__Task item__: Scan the records for "BusError". Report each line that includes it.

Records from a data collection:
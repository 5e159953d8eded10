// =============================================================================
// Exchange adapters — the venue capability consumed by the services
// =============================================================================

pub mod binance;
pub mod mock;

use std::collections::HashMap;
use std::sync::Arc;

use anyhow::{bail, Result};
use async_trait::async_trait;
use serde::{Deserialize, Serialize};
use tracing::info;

use crate::config::ExchangeConfig;
use crate::models::{OrderSide, OrderType};

/// Venue-bound order parameters. Field names follow the wire convention so a
/// captured `raw_request` reads like what the venue actually saw.
#[derive(Debug, Clone, PartialEq, Serialize, Deserialize)]
pub struct OrderParams {
    /// Idempotency key; the venue treats a resubmission with the same id as
    /// a duplicate of the first.
    #[serde(rename = "clientOrderId")]
    pub client_order_id: String,
    #[serde(rename = "reduceOnly", default)]
    pub reduce_only: bool,
    #[serde(rename = "stopPrice", default, skip_serializing_if = "Option::is_none")]
    pub stop_price: Option<f64>,
    #[serde(rename = "timeInForce", default, skip_serializing_if = "Option::is_none")]
    pub time_in_force: Option<String>,
}

/// A single order submission.
#[derive(Debug, Clone, PartialEq, Serialize, Deserialize)]
pub struct OrderRequest {
    pub symbol: String,
    #[serde(rename = "type")]
    pub order_type: OrderType,
    pub side: OrderSide,
    pub amount: f64,
    pub price: Option<f64>,
    pub params: OrderParams,
}

/// The capability surface the pipeline needs from any venue.
#[async_trait]
pub trait ExchangeAdapter: Send + Sync {
    /// Configured name this adapter was built under.
    fn name(&self) -> &str;

    /// Latest OHLCV candles, oldest first; rows are
    /// `[ts_ms, open, high, low, close, volume]`.
    async fn fetch_ohlcv(
        &self,
        symbol: &str,
        timeframe: &str,
        limit: u32,
    ) -> Result<Vec<[f64; 6]>>;

    /// Submit an order; returns the venue's raw response.
    async fn create_order(&self, request: &OrderRequest) -> Result<serde_json::Value>;

    /// Venue-held positions for the given symbols (all when empty).
    async fn fetch_positions(&self, symbols: &[String]) -> Result<Vec<serde_json::Value>>;

    /// Open orders for one symbol, as raw venue objects.
    async fn fetch_open_orders(&self, symbol: &str) -> Result<Vec<serde_json::Value>>;

    /// Release any held connections. Called once at service shutdown.
    async fn close(&self) -> Result<()>;
}

/// Build one adapter per configured exchange, keyed by its configured name.
pub fn build_adapters(
    configs: &[ExchangeConfig],
) -> Result<HashMap<String, Arc<dyn ExchangeAdapter>>> {
    let mut adapters: HashMap<String, Arc<dyn ExchangeAdapter>> = HashMap::new();
    for cfg in configs {
        let adapter = build_adapter(cfg)?;
        info!(exchange = %cfg.name, module = %cfg.module, sandbox = cfg.sandbox, "exchange adapter initialised");
        adapters.insert(cfg.name.clone(), adapter);
    }
    Ok(adapters)
}

pub fn build_adapter(cfg: &ExchangeConfig) -> Result<Arc<dyn ExchangeAdapter>> {
    if cfg.module.contains("binance") {
        let mut client =
            binance::BinanceUsdm::new(cfg.name.clone(), &cfg.api_key, &cfg.api_secret);
        if cfg.sandbox {
            client.set_sandbox_mode(true);
        }
        return Ok(Arc::new(client));
    }
    if cfg.module.contains("mock") {
        return Ok(Arc::new(mock::MockExchange::new(cfg.name.clone())));
    }
    bail!("unsupported exchange module '{}'", cfg.module);
}
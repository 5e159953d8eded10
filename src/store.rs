// =============================================================================
// TradingStore — orders, positions, account snapshots
// =============================================================================
//
// Backed by sqlx's Any driver so the same store runs on SQLite (local, tests)
// and PostgreSQL (production); `database.engine` in the config must agree
// with the URL scheme. Timestamps persist as fixed-width RFC 3339 TEXT so
// lexicographic order matches chronological order; JSON blobs persist as
// TEXT.
//
// Sessions are per-call: each operation acquires from the pool, and
// multi-statement updates run inside a transaction that rolls back on error.
// =============================================================================

use anyhow::{bail, Context, Result};
use chrono::{DateTime, SecondsFormat, Utc};
use sqlx::any::{AnyPoolOptions, AnyRow};
use sqlx::{AnyPool, Row};
use tracing::info;
use uuid::Uuid;

use crate::config::DatabaseConfig;
use crate::models::{AccountState, Order, OrderSide, OrderStatus, OrderType, Position};

const SCHEMA: &[&str] = &[
    "CREATE TABLE IF NOT EXISTS orders (
        id TEXT PRIMARY KEY,
        client_order_id TEXT NOT NULL UNIQUE,
        external_order_id TEXT,
        strategy TEXT NOT NULL,
        symbol TEXT NOT NULL,
        exchange TEXT NOT NULL,
        side TEXT NOT NULL,
        order_type TEXT NOT NULL,
        status TEXT NOT NULL,
        quantity DOUBLE PRECISION NOT NULL,
        filled_quantity DOUBLE PRECISION NOT NULL,
        price DOUBLE PRECISION,
        stop_price DOUBLE PRECISION,
        reduce_only INTEGER NOT NULL,
        time_in_force TEXT,
        raw_request TEXT,
        raw_response TEXT,
        created_at TEXT NOT NULL,
        updated_at TEXT NOT NULL
    )",
    "CREATE TABLE IF NOT EXISTS positions (
        id TEXT PRIMARY KEY,
        symbol TEXT NOT NULL,
        exchange TEXT NOT NULL,
        strategy TEXT NOT NULL,
        quantity DOUBLE PRECISION NOT NULL,
        entry_price DOUBLE PRECISION NOT NULL,
        stop_price DOUBLE PRECISION NOT NULL,
        take_profit_price DOUBLE PRECISION,
        reduce_only_stop_installed INTEGER NOT NULL,
        opened_at TEXT NOT NULL,
        updated_at TEXT NOT NULL,
        closed_at TEXT
    )",
    "CREATE TABLE IF NOT EXISTS account_states (
        id TEXT PRIMARY KEY,
        account_id TEXT NOT NULL,
        equity DOUBLE PRECISION NOT NULL,
        cash DOUBLE PRECISION NOT NULL,
        buying_power DOUBLE PRECISION NOT NULL,
        leverage DOUBLE PRECISION NOT NULL,
        timestamp TEXT NOT NULL
    )",
];

/// Fixed-width tz-aware timestamp text (sortable as TEXT).
fn fmt_ts(ts: DateTime<Utc>) -> String {
    ts.to_rfc3339_opts(SecondsFormat::Micros, false)
}

fn parse_ts(raw: &str) -> Result<DateTime<Utc>> {
    DateTime::parse_from_rfc3339(raw)
        .map(|dt| dt.with_timezone(&Utc))
        .with_context(|| format!("invalid stored timestamp '{raw}'"))
}

#[derive(Clone)]
pub struct TradingStore {
    pool: AnyPool,
}
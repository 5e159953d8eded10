// =============================================================================
// Indicators over close-price history
// =============================================================================
//
// The strategy layer works from a rolling window of close prices only, so the
// ATR here is the simplified close-to-close form:
//
//   ATR = mean(|close_t - close_{t-1}|) over the last `period` differences
//
// rather than the high/low true-range decomposition.
// =============================================================================

/// Simple moving average of the last `period` closes.
///
/// Returns `None` when `period` is zero or there are fewer closes than
/// `period`.
pub fn simple_moving_average(closes: &[f64], period: usize) -> Option<f64> {
    if period == 0 || closes.len() < period {
        return None;
    }
    let sum: f64 = closes[closes.len() - period..].iter().sum();
    let mean = sum / period as f64;
    mean.is_finite().then_some(mean)
}

/// Close-to-close ATR: mean absolute consecutive difference over the last
/// `period` differences.
///
/// Returns `None` when:
/// - `period` is zero,
/// - there are fewer than `period + 1` closes (each difference needs a
///   predecessor),
/// - the result is non-finite.
pub fn average_true_range(closes: &[f64], period: usize) -> Option<f64> {
    if period == 0 || closes.len() < period + 1 {
        return None;
    }

    let diffs: Vec<f64> = closes
        .windows(2)
        .map(|pair| (pair[1] - pair[0]).abs())
        .collect();

    let sum: f64 = diffs[diffs.len() - period..].iter().sum();
    let atr = sum / period as f64;
    atr.is_finite().then_some(atr)
}
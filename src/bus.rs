// =============================================================================
// EventBus — ordered, resumable streams over Redis or in-process memory
// =============================================================================
//
// Contract shared by both backends:
//   * strict FIFO per stream,
//   * at-least-once delivery against a caller-held cursor (`last_id`),
//   * `consume` blocks up to `block_ms` and then surfaces `Timeout`, which
//     callers treat as "try again", never as an operator-facing error,
//   * transport failures are transient; retrying with the same cursor is
//     always safe because cursors live on the client.
//
// The `$` sentinel means "only messages appended after this call".
// =============================================================================

use std::collections::HashMap;
use std::sync::Arc;

use redis::streams::{StreamReadOptions, StreamReadReply};
use redis::AsyncCommands;
use tokio::sync::Notify;
use tracing::{debug, info, warn};

use crate::config::RedisConfig;
use crate::events::Event;

/// Default blocking window for `consume`, matching the service loop tick.
pub const DEFAULT_BLOCK_MS: u64 = 1000;

#[derive(Debug, thiserror::Error)]
pub enum BusError {
    /// No message arrived within `block_ms`. Retry with the same cursor.
    #[error("consume timed out")]
    Timeout,
    /// Transient transport failure; retry with the same cursor.
    #[error("bus transport error: {0}")]
    Transport(String),
    #[error("event codec error: {0}")]
    Codec(#[from] serde_json::Error),
}

impl From<redis::RedisError> for BusError {
    fn from(err: redis::RedisError) -> Self {
        BusError::Transport(err.to_string())
    }
}

// ---------------------------------------------------------------------------
// Backends
// ---------------------------------------------------------------------------

enum Backend {
    Redis {
        conn: tokio::sync::Mutex<redis::aio::Connection>,
    },
    Memory(MemoryStreams),
}

/// In-process backend: an append-only log per stream with sequential message
/// ids, so cursor semantics (resume, replay, monotonicity) match the durable
/// backend. Used by tests and single-binary runs.
struct MemoryStreams {
    streams: parking_lot::Mutex<HashMap<String, Vec<(u64, Event)>>>,
    notify: Notify,
}

impl MemoryStreams {
    fn new() -> Self {
        Self {
            streams: parking_lot::Mutex::new(HashMap::new()),
            notify: Notify::new(),
        }
    }

    fn append(&self, stream: &str, event: Event) -> u64 {
        let mut streams = self.streams.lock();
        let log = streams.entry(stream.to_string()).or_default();
        let id = log.last().map(|(id, _)| id + 1).unwrap_or(1);
        log.push((id, event));
        self.notify.notify_waiters();
        id
    }

    /// First entry strictly after `cursor`, if any.
    fn read_after(&self, stream: &str, cursor: u64) -> Option<(Event, u64)> {
        let streams = self.streams.lock();
        let log = streams.get(stream)?;
        log.iter()
            .find(|(id, _)| *id > cursor)
            .map(|(id, event)| (event.clone(), *id))
    }

    fn tail_id(&self, stream: &str) -> u64 {
        let streams = self.streams.lock();
        streams
            .get(stream)
            .and_then(|log| log.last().map(|(id, _)| *id))
            .unwrap_or(0)
    }
}

/// Parse a caller-held cursor into the memory backend's numeric space.
/// Accepts plain integers and Redis-style `seq-part` ids; anything else
/// (including the conventional `0-0` start cursor) resolves to 0.
fn parse_memory_cursor(last_id: &str) -> u64 {
    let head = last_id.split('-').next().unwrap_or("0");
    head.parse().unwrap_or(0)
}

// ---------------------------------------------------------------------------
// EventBus
// ---------------------------------------------------------------------------

/// Handle onto one bus backend. Cheap to clone; clones share the backend.
#[derive(Clone)]
pub struct EventBus {
    backend: Arc<Backend>,
}

impl EventBus {
    /// Connect per configuration: Redis Streams when `redis.enabled`,
    /// otherwise the in-process backend.
    pub async fn connect(cfg: &RedisConfig) -> Result<Self, BusError> {
        if !cfg.enabled {
            warn!("event bus running in-memory; streams are not durable");
            return Ok(Self::in_memory());
        }

        let client = redis::Client::open(cfg.url.as_str())?;
        let mut conn = client.get_async_connection().await?;
        redis::cmd("PING").query_async::<_, ()>(&mut conn).await?;
        if let Err(e) = redis::cmd("CLIENT")
            .arg("SETNAME")
            .arg(&cfg.client_name)
            .query_async::<_, ()>(&mut conn)
            .await
        {
            debug!(error = %e, "CLIENT SETNAME not applied");
        }
        info!(url = %cfg.url, client_name = %cfg.client_name, "event bus connected (redis)");

        Ok(Self {
            backend: Arc::new(Backend::Redis {
                conn: tokio::sync::Mutex::new(conn),
            }),
        })
    }

    pub fn in_memory() -> Self {
        Self {
            backend: Arc::new(Backend::Memory(MemoryStreams::new())),
        }
    }

    /// Append `event` to `stream`, returning the assigned message id.
    pub async fn publish(&self, stream: &str, event: &Event) -> Result<String, BusError> {
        let payload = event.dumps()?;
        match self.backend.as_ref() {
            Backend::Redis { conn } => {
                let mut conn = conn.lock().await;
                let id: String = conn
                    .xadd(stream, "*", &[("payload", payload.as_slice())])
                    .await?;
                Ok(id)
            }
            Backend::Memory(mem) => Ok(mem.append(stream, event.clone()).to_string()),
        }
    }

    /// Blocking fan-read: the first message after `last_id`, waiting up to
    /// `block_ms` for one to arrive.
    pub async fn consume(
        &self,
        stream: &str,
        last_id: &str,
        block_ms: u64,
    ) -> Result<(Event, String), BusError> {
        match self.backend.as_ref() {
            Backend::Redis { conn } => {
                let opts = StreamReadOptions::default()
                    .count(1)
                    .block(block_ms as usize);
                let mut conn = conn.lock().await;
                let reply: StreamReadReply =
                    conn.xread_options(&[stream], &[last_id], &opts).await?;
                drop(conn);

                let entry = reply
                    .keys
                    .into_iter()
                    .next()
                    .and_then(|key| key.ids.into_iter().next())
                    .ok_or(BusError::Timeout)?;
                let raw = entry
                    .map
                    .get("payload")
                    .ok_or_else(|| BusError::Transport("stream entry missing payload".into()))?;
                let bytes: Vec<u8> = redis::from_redis_value(raw)?;
                Ok((Event::from_bytes(&bytes)?, entry.id))
            }
            Backend::Memory(mem) => {
                let cursor = if last_id == "$" {
                    mem.tail_id(stream)
                } else {
                    parse_memory_cursor(last_id)
                };
                let deadline =
                    tokio::time::Instant::now() + std::time::Duration::from_millis(block_ms);
                loop {
                    let notified = mem.notify.notified();
                    if let Some((event, id)) = mem.read_after(stream, cursor) {
                        return Ok((event, id.to_string()));
                    }
                    tokio::select! {
                        _ = notified => {}
                        _ = tokio::time::sleep_until(deadline) => return Err(BusError::Timeout),
                    }
                }
            }
        }
    }
}

impl std::fmt::Debug for EventBus {
    fn fmt(&self, f: &mut std::fmt::Formatter<'_>) -> std::fmt::Result {
        let backend = match self.backend.as_ref() {
            Backend::Redis { .. } => "redis",
            Backend::Memory(_) => "memory",
        };
        f.debug_struct("EventBus").field("backend", &backend).finish()
    }
}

__Output__:
pub enum BusError {
impl From<redis::RedisError> for BusError {
        BusError::Transport(err.to_string())
    pub async fn connect(cfg: &RedisConfig) -> Result<Self, BusError> {
    pub async fn publish(&self, stream: &str, event: &Event) -> Result<String, BusError> {
    ) -> Result<(Event, String), BusError> {
                    .ok_or(BusError::Timeout)?;
                    .ok_or_else(|| BusError::Transport("stream entry missing payload".into()))?;
                        _ = tokio::time::sleep_until(deadline) => return Err(BusError::Timeout),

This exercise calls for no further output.